Under permission of the hosting and collaborating entity, i.e. EPO’s associated terms and conditions [19].

· “Report from the IP5 expert round table on artificial intelligence Munich, 31 October 2018” [34]:

In its introduction one notices.

“The present document-co-produced by Epo-IP5-outlines the main points discussed in the workshop with regard to Inventorship/Ownership, Patent Eligibility, Sufficiency of Disclosure and Inventive Step.

“Overall, the patent system seems to be adequately equipped to resolve issues relevant to the patenting of current AI technologies. However, a number of policy issues surrounding the rationale of the patent system, the application of patentability requirements and the interplay between patent protection and, for example, protection available for trade secrets, may need to be addressed in further detail. If AI technologies cease to be a mere tool for inventors and begin actively making decisions autonomously, the patent system may need to reconsider the development, ownership, transfer and exercise of rights”.
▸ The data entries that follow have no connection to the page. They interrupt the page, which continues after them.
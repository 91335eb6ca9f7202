// Copyright 2026 The Simlin Authors. All rights reserved.
// Use of this source code is governed by the Apache License,
// Version 2.0, that can be found in the LICENSE file.

use std::ops::{Add, Mul, Sub};

/// 2D position, in drawing pixels unless stated otherwise.
#[derive(Clone, Copy, PartialEq, Default)]
pub struct Point {
    pub x: f64,
    pub y: f64,
}

impl std::fmt::Debug for Point {
    fn fmt(&self, f: &mut std::fmt::Formatter<'_>) -> std::fmt::Result {
        write!(f, "({:.3}, {:.3})", self.x, self.y)
    }
}

impl Point {
    pub fn new(x: f64, y: f64) -> Self {
        Self { x, y }
    }

    pub fn length(self) -> f64 {
        self.x.hypot(self.y)
    }

    pub fn distance_to(self, other: Self) -> f64 {
        (other - self).length()
    }

    /// Heading from `self` to `other` in radians, in [-pi, pi].
    pub fn angle_to(self, other: Self) -> f64 {
        let delta = other - self;
        delta.y.atan2(delta.x)
    }

    pub fn midpoint(self, other: Self) -> Self {
        (self + other) * 0.5
    }
}

impl Add for Point {
    type Output = Self;
    fn add(self, rhs: Self) -> Self {
        Self {
            x: self.x + rhs.x,
            y: self.y + rhs.y,
        }
    }
}

impl Sub for Point {
    type Output = Self;
    fn sub(self, rhs: Self) -> Self {
        Self {
            x: self.x - rhs.x,
            y: self.y - rhs.y,
        }
    }
}

impl Mul<f64> for Point {
    type Output = Self;
    fn mul(self, rhs: f64) -> Self {
        Self {
            x: self.x * rhs,
            y: self.y * rhs,
        }
    }
}

#[cfg(test)]
mod tests {
    use super::*;
    use float_cmp::approx_eq;

    #[test]
    fn test_distance() {
        let a = Point::new(0.0, 0.0);
        let b = Point::new(30.0, 40.0);
        assert!(approx_eq!(f64, 50.0, a.distance_to(b)));
        assert!(approx_eq!(f64, 50.0, b.distance_to(a)));
        assert_eq!(0.0, b.distance_to(b));
    }

    #[test]
    fn test_angle_and_midpoint() {
        let a = Point::new(1.0, 1.0);
        let b = Point::new(1.0, 3.0);
        assert!(approx_eq!(f64, std::f64::consts::FRAC_PI_2, a.angle_to(b)));
        assert_eq!(Point::new(1.0, 2.0), a.midpoint(b));
    }
}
At the “IP5 Heads of Office with IP5 Industry Meeting June 12, 2019” [35], it was further recognized that regarding the “Impact of AI and related New Tools on Harmonization”:

· Emerging technologies such as artificial intelligence (AI) and big data accessibility likely to have a substantial impact on upcoming “AI” patent and related IP practice and process;

· Already recognized by IP Offices and parties involved;

· New AI products for retrieval, writing, monitoring and analysis are already accessible.

5.4. EPO

One main ethics concern with the AI autonomously made inventions, is related to the naming of an inventor and the moral rights. The EPO made the news with the DABUS case [36] available online at: https://www.epo.org/news-events/news/2020/20200128.html.

At this stage, to help put things in an international educational and illustrative prospective, i.e. the fact that inventor has to be a “natural” person, we encourage the reader to browse the grounds for EPO decision to strictly apply that policy to the two said DABUS cases.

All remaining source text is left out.